For weeks and weeks, I did not have a clue what he was on about, I just did not get the joke that is  until finally I asked one of the other office clerks,
       "Why does Vic keep saying that", this guy at me in disbelief and needless to say, he started  giggling and shaking his head, and giving me one of those 'you're still a kid' looks,
       "well, what does it mean......oh, oh I get it!"
        In the year that I was there, Vic was the best, he would help me when he could and I was amazed to find out that although he could swear for England at work, when we clocked off,  Victor went home and Vic stayed at work, he never swore at home and never in front of his wife!  Many years later I heard that he had died of lung cancer and by all accounts, he was smoking right up until the end, was he an advert for living life to the full, or was he an advert for 'not' smoking, bit of each I suppose, but I am so glad I knew him. 
      During those years I developed a 'phone' voice and even though I say it myself, became very adept at using the phone. However, there were considerable drawbacks, as I soon found out!  Speaking to various customers on the phone was part of my job and you soon built up a rapport with most of them, however, one proved to be a crushing blow to my developing ego!  I used to speak to a lady from one of our customers quite often, Tina, if parcels had gone astray or parcels needed to be collected, I was the one that had to deal with the calls. I knew she was older but when a 'woman' flirts with you at that age, or rather you think she flirts, you certainly feel like you are living the dream, that is until my own fantasy bubble was about to burst! There was an ongoing problem with parcels from this company being continually returned, it appeared to be a labeling error on the part of the company, the company who this 'voice' worked for, so she was to make a visit to the transport company and try to resolve the problem.  Well this to me, at sixteen, was a bit of a dream come true, I was going to be the person who, with her help, was going to try and sort this problem out, I was going to at last be able to put a face to the name!  The day arrived and I was summoned over to the transport office because this lady had arrived!  Jesus-Fucking-H-Christ, I ran over there as fast as my testosterone fueled body would allow, burst into the office only to be met by a woman who was the same age as.... my Grandmother!  It would have been traumatic enough if she was the same age as my Mum, you have to remember, at that age, I still had to master the art of diplomacy and my disappointment must have been so obvious, especially when my colleagues were making rude gestures behind her back and trying not to laugh, talk about feeling deflated!
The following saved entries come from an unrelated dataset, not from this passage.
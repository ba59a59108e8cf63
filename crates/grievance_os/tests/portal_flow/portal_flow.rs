#![forbid(unsafe_code)]

use chrono::{DateTime, Duration, TimeZone, Utc};
use grievance_contracts::complaint::{
    ComplaintId, ComplaintRecord, ComplaintStatus, Department, Priority,
};
use grievance_contracts::intake::{ComplaintDraft, ValidComplaint};
use grievance_engines::query::{ComplaintQuery, Selector, SortKey};
use grievance_engines::tracking_id;
use grievance_os::clock::ManualClock;
use grievance_os::config::PortalConfig;
use grievance_os::error::PortalError;
use grievance_os::notify::{titles, RecordingNotifier};
use grievance_os::portal::{ComplaintPortal, TrackOutcome};
use grievance_storage::repo::ComplaintRepo;
use grievance_storage::store::{ComplaintStore, StorageError};
use grievance_storage::surface::{FileSurface, MemorySurface};
use rand::rngs::StdRng;
use rand::SeedableRng;

type MemPortal = ComplaintPortal<ComplaintStore<MemorySurface>, ManualClock, RecordingNotifier>;

fn t0() -> DateTime<Utc> {
    Utc.with_ymd_and_hms(2026, 10, 16, 9, 30, 0).unwrap()
}

fn mem_portal(config: PortalConfig, seed: u64) -> MemPortal {
    let store = ComplaintStore::open(MemorySurface::new()).unwrap();
    ComplaintPortal::new(
        config,
        store,
        ManualClock::stepping(t0(), Duration::seconds(1)),
        RecordingNotifier::new(),
    )
    .with_rng(StdRng::seed_from_u64(seed))
}

fn broken_ac() -> ComplaintDraft {
    ComplaintDraft {
        title: "Broken AC".to_string(),
        description: "x".repeat(60),
        department: "Facilities & Maintenance".to_string(),
        priority: Priority::High,
        agree_terms: true,
        ..ComplaintDraft::default()
    }
}

fn found(outcome: TrackOutcome) -> grievance_os::portal::TrackView {
    match outcome {
        TrackOutcome::Found(view) => view,
        other => panic!("expected a hit, got {other:?}"),
    }
}

#[test]
fn at_portal_flow_01_submit_resolve_track() {
    let mut p = mem_portal(PortalConfig::default(), 1);
    let id = p.submit(&broken_ac()).unwrap();

    let view = found(p.track(id.as_str()).unwrap());
    assert_eq!(view.record.status, ComplaintStatus::Submitted);
    assert_eq!(view.record.created_at, view.record.updated_at);

    let session = p.login("admin", "admin123").unwrap();
    p.set_status(&session, &id, ComplaintStatus::Resolved).unwrap();

    let view = found(p.track(id.as_str()).unwrap());
    assert_eq!(view.record.status, ComplaintStatus::Resolved);
    let completed: Vec<bool> = view.timeline.iter().map(|s| s.completed).collect();
    let current: Vec<bool> = view.timeline.iter().map(|s| s.current).collect();
    assert_eq!(completed, vec![true, true, true, true]);
    assert_eq!(current, vec![false, false, false, true]);
    assert_eq!(
        p.notifier().titles(),
        vec![titles::SUBMITTED, titles::LOGIN_SUCCESSFUL, titles::STATUS_UPDATED]
    );
}

#[test]
fn at_portal_flow_02_tracking_codes_are_eight_upper_alnum() {
    let mut p = mem_portal(PortalConfig::default(), 2);
    for _ in 0..20 {
        let id = p.submit(&broken_ac()).unwrap();
        assert_eq!(id.as_str().len(), 8);
        assert!(id
            .as_str()
            .chars()
            .all(|c| c.is_ascii_uppercase() || c.is_ascii_digit()));
    }
    assert_eq!(p.repo().complaint_rows().len(), 20);
}

#[test]
fn at_portal_flow_03_failed_save_keeps_prior_state() {
    let mut p = mem_portal(PortalConfig::default(), 3);
    let id = p.submit(&broken_ac()).unwrap();
    let session = p.login("admin", "admin123").unwrap();
    let before = p.repo().complaint_row(&id).cloned().unwrap();
    let persisted_before = p.repo().surface().bytes().map(<[u8]>::to_vec);

    p.repo_mut().surface_mut().set_fail_saves(true);
    let err = p
        .save_changes(
            &session,
            &id,
            Some(ComplaintStatus::Closed),
            Some("Handed to facilities".to_string()),
        )
        .unwrap_err();
    assert!(matches!(
        err,
        PortalError::Storage(StorageError::SurfaceUnavailable { .. })
    ));
    assert_eq!(p.repo().complaint_row(&id), Some(&before));
    assert_eq!(
        p.repo().surface().bytes().map(<[u8]>::to_vec),
        persisted_before
    );
    assert_eq!(p.notifier().last().map(|t| t.title.as_str()), Some(titles::SAVE_FAILED));

    let submit_err = p.submit(&broken_ac()).unwrap_err();
    assert!(matches!(submit_err, PortalError::Storage(_)));
    assert_eq!(p.repo().complaint_rows().len(), 1);
    assert_eq!(
        p.notifier().last().map(|t| t.title.as_str()),
        Some(titles::SUBMISSION_FAILED)
    );
}

#[test]
fn at_portal_flow_04_repeated_status_is_idempotent_on_status() {
    let mut p = mem_portal(PortalConfig::default(), 4);
    let id = p.submit(&broken_ac()).unwrap();
    let session = p.login("admin", "admin123").unwrap();

    let first = p
        .set_status(&session, &id, ComplaintStatus::InProgress)
        .unwrap();
    let second = p
        .set_status(&session, &id, ComplaintStatus::InProgress)
        .unwrap();
    assert_eq!(first.status, second.status);
    assert!(second.updated_at >= first.updated_at);
    assert!(first.updated_at > first.created_at);
}

#[test]
fn at_portal_flow_05_save_changes_applies_status_and_note_together() {
    let mut p = mem_portal(PortalConfig::default(), 5);
    let id = p.submit(&broken_ac()).unwrap();
    let session = p.login("admin", "admin123").unwrap();

    p.set_note(&session, &id, "first look").unwrap();
    let saved = p
        .save_changes(
            &session,
            &id,
            Some(ComplaintStatus::UnderReview),
            Some("Technician booked".to_string()),
        )
        .unwrap();
    assert_eq!(saved.status, ComplaintStatus::UnderReview);
    assert_eq!(saved.admin_notes.as_deref(), Some("Technician booked"));
    assert_eq!(p.complaint(&session, &id), Some(&saved));
}

#[test]
fn at_portal_flow_06_code_collision_draws_again() {
    let seed = 6;
    let taken = tracking_id::generate_with(&mut StdRng::seed_from_u64(seed));

    let mut store = ComplaintStore::open(MemorySurface::new()).unwrap();
    let existing = ComplaintRecord::v1(
        taken.clone(),
        ValidComplaint::v1(
            "Already here".to_string(),
            "y".repeat(55),
            Department::LibraryServices,
            Priority::Low,
            vec![],
            None,
            None,
        )
        .unwrap(),
        t0(),
    )
    .unwrap();
    store.insert_complaint_row(existing).unwrap();

    let mut p = ComplaintPortal::new(
        PortalConfig::default(),
        store,
        ManualClock::fixed(t0()),
        RecordingNotifier::new(),
    )
    .with_rng(StdRng::seed_from_u64(seed));
    let id = p.submit(&broken_ac()).unwrap();
    assert_ne!(id, taken);
    assert_eq!(p.repo().complaint_rows().len(), 2);
}

#[test]
fn at_portal_flow_07_collision_budget_exhausted() {
    let seed = 7;
    let taken = tracking_id::generate_with(&mut StdRng::seed_from_u64(seed));
    let config = PortalConfig {
        id_generation_attempts: 1,
        ..PortalConfig::default()
    };
    let mut p = mem_portal(config, seed);
    let session = p.login("admin", "admin123").unwrap();
    let mut draft = broken_ac();
    draft.title = "Occupies the code".to_string();
    let first = p.submit(&draft).unwrap();
    assert_eq!(first, taken);

    let mut p = {
        let (store, notifier) = p.into_parts();
        ComplaintPortal::new(
            PortalConfig {
                id_generation_attempts: 1,
                ..PortalConfig::default()
            },
            store,
            ManualClock::fixed(t0()),
            notifier,
        )
        .with_rng(StdRng::seed_from_u64(seed))
    };
    assert!(matches!(
        p.submit(&broken_ac()),
        Err(PortalError::IdSpaceExhausted { attempts: 1 })
    ));
    assert_eq!(p.list(&session, &ComplaintQuery::default()).total, 1);
}

#[test]
fn at_portal_flow_08_empty_store_dashboard_is_zero() {
    let mut p = mem_portal(PortalConfig::default(), 8);
    let session = p.login("admin", "admin123").unwrap();
    let stats = p.dashboard(&session);
    assert_eq!(stats.total, 0);
    assert_eq!(stats.pending, 0);
    assert_eq!(stats.resolved_or_closed, 0);
    assert_eq!(stats.today, 0);
    assert_eq!(stats.this_month, 0);
    assert!(stats.recent.is_empty());
    assert!(p.status_counts(&session).values().all(|n| *n == 0));
}

#[test]
fn at_portal_flow_09_list_reports_shown_of_total() {
    let mut p = mem_portal(PortalConfig::default(), 9);
    let session = p.login("admin", "admin123").unwrap();
    let mut low = broken_ac();
    low.title = "Dim corridor lights".to_string();
    low.priority = Priority::Low;
    p.submit(&low).unwrap();
    let urgent_id = {
        let mut d = broken_ac();
        d.priority = Priority::Urgent;
        p.submit(&d).unwrap()
    };
    p.submit(&broken_ac()).unwrap();

    let all = p.list(
        &session,
        &ComplaintQuery {
            sort_key: SortKey::Priority,
            ..ComplaintQuery::default()
        },
    );
    assert_eq!((all.shown, all.total, all.is_filtered), (3, 3, false));
    assert_eq!(all.items[0].id, urgent_id);

    let narrowed = p.list(
        &session,
        &ComplaintQuery {
            search_text: "corridor".to_string(),
            priority: Selector::Only(Priority::Low),
            ..ComplaintQuery::default()
        },
    );
    assert_eq!((narrowed.shown, narrowed.total, narrowed.is_filtered), (1, 3, true));

    let stats = p.dashboard(&session);
    assert_eq!(stats.total, 3);
    assert_eq!(stats.today, 3);
    assert_eq!(stats.pending, 3);
    assert_eq!(stats.high_priority_recent, 2);
}

#[test]
fn at_portal_flow_10_file_store_shared_between_portals() {
    let dir = tempfile::tempdir().unwrap();
    let open = || {
        ComplaintPortal::new(
            PortalConfig::default(),
            ComplaintStore::open(FileSurface::in_dir(dir.path())).unwrap(),
            ManualClock::fixed(t0()),
            RecordingNotifier::new(),
        )
    };
    let mut writer = open();
    let mut reader = open();
    let id = writer.submit(&broken_ac()).unwrap();

    assert!(matches!(
        reader.track(id.as_str()).unwrap(),
        TrackOutcome::NotFound { .. }
    ));
    reader.reload().unwrap();
    assert_eq!(found(reader.track(id.as_str()).unwrap()).record.id, id);
    assert_eq!(
        ComplaintId::normalize_code(&format!(" {} ", id.as_str().to_lowercase())),
        id.as_str()
    );
}

#[test]
fn at_portal_flow_11_set_note_stores_text_verbatim() {
    let mut p = mem_portal(PortalConfig::default(), 11);
    let id = p.submit(&broken_ac()).unwrap();
    let session = p.login("admin", "admin123").unwrap();

    let first = p.set_note(&session, &id, "first").unwrap();
    assert_eq!(first.admin_notes.as_deref(), Some("first"));

    let cleared = p.set_note(&session, &id, "").unwrap();
    assert_eq!(cleared.admin_notes.as_deref(), Some(""));
    assert!(cleared.updated_at > first.updated_at);

    let padded = p.set_note(&session, &id, "  call back Friday ").unwrap();
    assert_eq!(padded.admin_notes.as_deref(), Some("  call back Friday "));
    assert_eq!(p.complaint(&session, &id), Some(&padded));
    assert_eq!(p.notifier().last().map(|t| t.title.as_str()), Some(titles::CHANGES_SAVED));
}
She may have been a lovely person...to her grandchildren, and the lesson I learnt that day was always to think the worst about someone's looks, on the phone that is, because it would be a nice surprise when you meet face to face and that person is drop dead gorgeous! Of course I soon realized how that too was a two way thing, I may have thought I was sex on legs at the time but obviously I must have been  have been quite the opposite viewed through someone else's eyes, probably true really, I don't seem to remember beating the ladies off with a stick, maybe only in my dreams of course. 
      During that year I became acquainted with yet more firsts in my life, how people, men, could be nasty bastards to each other, something I thought I had left behind when I left school!  When I was at school, to see two boys square up to each other didn't raise so much as a second glance, it's what happened, it's what we did, never a day went by without some altercation.  However, when you see men going at it, that is a different ball game, as I was soon to discover.  Bob, or 'Boggy' as he was known and Pete who was known as 'Moon Man' (for reasons I shall come to later!), they had a massive set-to over hemorrhoids of all things!  What was meant as a 'playful' kick up the arse from Boggy for Moon Man to hurry up out of his way so he could clock out at the end of one particular shift, had Moon Man screaming in agony!  Like a lot of truck drivers, a lot suffer with piles and Moon Man was no exception, he went berserk and a chase ensued and he finally caught up with Boggy and head butted him leaving him with a bloody nose! When you are witness to men as old as your dad knocking seven bells out of each other, as a sixteen year old, it's sort of exciting in a primeval way, it's also a bit scary!  Needless to say they had to be separated and sadly, never spoke to each other again. That in itself was something that was strange, that grown men would revert back to something akin to being in the playground, you were used to that at school all of the time but when grown men do it and mean it, that is a bit hard to understand!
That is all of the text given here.